Given data:

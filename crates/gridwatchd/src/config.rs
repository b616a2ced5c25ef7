//! Daemon configuration: TOML file, then command-line and environment
//! overrides.

use std::net::SocketAddr;
use std::path::{Path, PathBuf};

use anyhow::Context;
use clap::Args;
use gridwatch_collector::CollectorConfig;
use serde::{Deserialize, Serialize};

pub const DEFAULT_ADDRESS: &str = "http://127.0.0.1:4646";

#[derive(Debug, Clone, PartialEq, Serialize, Deserialize)]
#[serde(default)]
pub struct DaemonConfig {
    /// Address the HTTP server binds to.
    pub listen: SocketAddr,
    /// Control-plane endpoint URL.
    pub address: String,
    /// ACL token sent with every request.
    pub token: Option<String>,
    pub collector: CollectorConfig,
}

impl Default for DaemonConfig {
    fn default() -> Self {
        Self {
            listen: SocketAddr::from(([0, 0, 0, 0], 9172)),
            address: DEFAULT_ADDRESS.to_string(),
            token: None,
            collector: CollectorConfig::default(),
        }
    }
}

impl DaemonConfig {
    pub fn from_file(path: &Path) -> anyhow::Result<Self> {
        let content = std::fs::read_to_string(path)
            .with_context(|| format!("failed to read config file {}", path.display()))?;
        let config: DaemonConfig = toml::from_str(&content)
            .with_context(|| format!("failed to parse config file {}", path.display()))?;
        Ok(config)
    }

    /// Load the optional file, then apply command-line overrides.
    pub fn load(args: &CollectorArgs) -> anyhow::Result<Self> {
        let mut config = match &args.config {
            Some(path) => Self::from_file(path)?,
            None => Self::default(),
        };
        args.apply(&mut config);
        config.collector.validate()?;
        Ok(config)
    }
}

/// Flags shared by every subcommand.
#[derive(Debug, Clone, Default, Args)]
pub struct CollectorArgs {
    /// TOML configuration file.
    #[arg(long)]
    pub config: Option<PathBuf>,

    /// Control-plane address.
    #[arg(long, env = "NOMAD_ADDR")]
    pub address: Option<String>,

    /// ACL token.
    #[arg(long, env = "NOMAD_TOKEN", hide_env_values = true)]
    pub token: Option<String>,

    /// Read cluster state even when the agent is not the leader.
    #[arg(long)]
    pub allow_stale_reads: bool,

    /// Concurrent per-node detail fetches.
    #[arg(long)]
    pub concurrency: Option<usize>,

    /// Concurrent per-allocation fetches (0 = unbounded).
    #[arg(long)]
    pub allocation_concurrency: Option<usize>,

    #[arg(long)]
    pub no_peer_metrics: bool,
    #[arg(long)]
    pub no_serf_metrics: bool,
    #[arg(long)]
    pub no_node_metrics: bool,
    #[arg(long)]
    pub no_job_metrics: bool,
    #[arg(long)]
    pub no_allocation_metrics: bool,
    #[arg(long)]
    pub no_eval_metrics: bool,
    #[arg(long)]
    pub no_deployment_metrics: bool,
    #[arg(long)]
    pub no_allocation_stats_metrics: bool,
}

impl CollectorArgs {
    /// Flags win over the file. Boolean flags can only switch things off
    /// (or stale reads on).
    pub fn apply(&self, config: &mut DaemonConfig) {
        if let Some(address) = &self.address {
            config.address = address.clone();
        }
        if let Some(token) = &self.token {
            config.token = Some(token.clone());
        }

        let c = &mut config.collector;
        c.allow_stale_reads |= self.allow_stale_reads;
        if let Some(n) = self.concurrency {
            c.concurrency = n;
        }
        if let Some(n) = self.allocation_concurrency {
            c.allocation_concurrency = n;
        }
        c.peer_metrics &= !self.no_peer_metrics;
        c.serf_metrics &= !self.no_serf_metrics;
        c.node_metrics &= !self.no_node_metrics;
        c.job_metrics &= !self.no_job_metrics;
        c.allocation_metrics &= !self.no_allocation_metrics;
        c.eval_metrics &= !self.no_eval_metrics;
        c.deployment_metrics &= !self.no_deployment_metrics;
        c.allocation_stats_metrics &= !self.no_allocation_stats_metrics;
    }
}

What is needed:
How many lines of the listing contain the word "Deserialize"? Reply with only the number.

Response for this exercise:
2